---------- ENTRIES SUPPLIED ----------

use crate::{
    auth::AuthUser,
    entities::OrderStatus,
    errors::ServiceError,
    handlers::{
        extract::{ApiJson, ApiPath, ApiQuery},
        AppState,
    },
    services::orders::{
        AddOrderItemRequest, AddOrderItemResponse, CreateOrderRequest, OrderDetailResponse,
        OrderFilter, OrderItemResponse, OrderResponse, RemoveItemResponse, StatusUpdateResponse,
        UpdateOrderItemRequest, UpdateOrderStatusRequest,
    },
    ApiResponse,
};
use axum::{
    extract::State,
    http::StatusCode,
    Json,
};
use std::str::FromStr;
use tracing::info;
use validator::Validate;

/// Open a new order on a table for the authenticated user
pub async fn create_order(
    State(state): State<AppState>,
    auth_user: AuthUser,
    ApiJson(request): ApiJson<CreateOrderRequest>,
) -> Result<(StatusCode, Json<ApiResponse<OrderResponse>>), ServiceError> {
    request.validate()?;

    let order = state
        .services
        .orders
        .create_order(request.table_id, auth_user.user_id)
        .await?;

    info!(order_id = order.id, user_id = auth_user.user_id, "Order opened");
    Ok((
        StatusCode::CREATED,
        Json(ApiResponse::success_with_message(order, "Order created")),
    ))
}

pub async fn list_orders(
    State(state): State<AppState>,
    ApiQuery(filter): ApiQuery<OrderFilter>,
) -> Result<Json<ApiResponse<Vec<OrderResponse>>>, ServiceError> {
    let orders = state.services.orders.list_orders(filter).await?;
    Ok(Json(ApiResponse::success(orders)))
}

/// Order with its lines and a computed summary
pub async fn get_order(
    State(state): State<AppState>,
    ApiPath(order_id): ApiPath<i32>,
) -> Result<Json<ApiResponse<OrderDetailResponse>>, ServiceError> {
    let order = state.services.orders.get_order(order_id).await?;
    Ok(Json(ApiResponse::success(order)))
}

pub async fn list_order_items(
    State(state): State<AppState>,
    ApiPath(order_id): ApiPath<i32>,
) -> Result<Json<ApiResponse<Vec<OrderItemResponse>>>, ServiceError> {
    let items = state.services.orders.list_items(order_id).await?;
    Ok(Json(ApiResponse::success(items)))
}

pub async fn add_order_item(
    State(state): State<AppState>,
    ApiPath(order_id): ApiPath<i32>,
    ApiJson(request): ApiJson<AddOrderItemRequest>,
) -> Result<(StatusCode, Json<ApiResponse<AddOrderItemResponse>>), ServiceError> {
    request.validate()?;

    let added = state
        .services
        .orders
        .add_order_item(order_id, request.product_id, request.quantity, request.notes)
        .await?;

    let message = if added.merged {
        "Quantity added to existing line"
    } else {
        "Item added"
    };
    Ok((
        StatusCode::CREATED,
        Json(ApiResponse::success_with_message(added, message)),
    ))
}

pub async fn update_order_item(
    State(state): State<AppState>,
    ApiPath((order_id, item_id)): ApiPath<(i32, i32)>,
    ApiJson(request): ApiJson<UpdateOrderItemRequest>,
) -> Result<Json<ApiResponse<OrderItemResponse>>, ServiceError> {
    request.validate()?;

    let item = state
        .services
        .orders
        .update_order_item(order_id, item_id, request.quantity, request.notes)
        .await?;
    Ok(Json(ApiResponse::success(item)))
}

/// Removing the last line cancels the order
pub async fn remove_order_item(
    State(state): State<AppState>,
    ApiPath((order_id, item_id)): ApiPath<(i32, i32)>,
) -> Result<Json<ApiResponse<RemoveItemResponse>>, ServiceError> {
    let removed = state
        .services
        .orders
        .remove_order_item(order_id, item_id)
        .await?;

    let message = if removed.order_cancelled {
        "Item removed; order cancelled because it has no items left"
    } else {
        "Item removed"
    };
    Ok(Json(ApiResponse::success_with_message(removed, message)))
}

pub async fn update_order_status(
    State(state): State<AppState>,
    ApiPath(order_id): ApiPath<i32>,
    ApiJson(request): ApiJson<UpdateOrderStatusRequest>,
) -> Result<Json<ApiResponse<StatusUpdateResponse>>, ServiceError> {
    let status = OrderStatus::from_str(request.status.trim()).map_err(|_| {
        ServiceError::ValidationError(format!(
            "Unknown order status '{}'; expected Ordering, Paid or Cancelled",
            request.status
        ))
    })?;

    let updated = state
        .services
        .orders
        .update_status(order_id, status)
        .await?;

    let message = if updated.already_in_status {
        format!("Order is already {}", status)
    } else {
        format!("Order is now {}", status)
    };
    Ok(Json(ApiResponse::success_with_message(updated, message)))
}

----------

-- INSTRUCTIONS TO FOLLOW --
Which lines of the records above contain the word "updated"? Copy each of them.

-- TASK SOLUTION --
    let updated = state
    let message = if updated.already_in_status {
    Ok(Json(ApiResponse::success_with_message(updated, message)))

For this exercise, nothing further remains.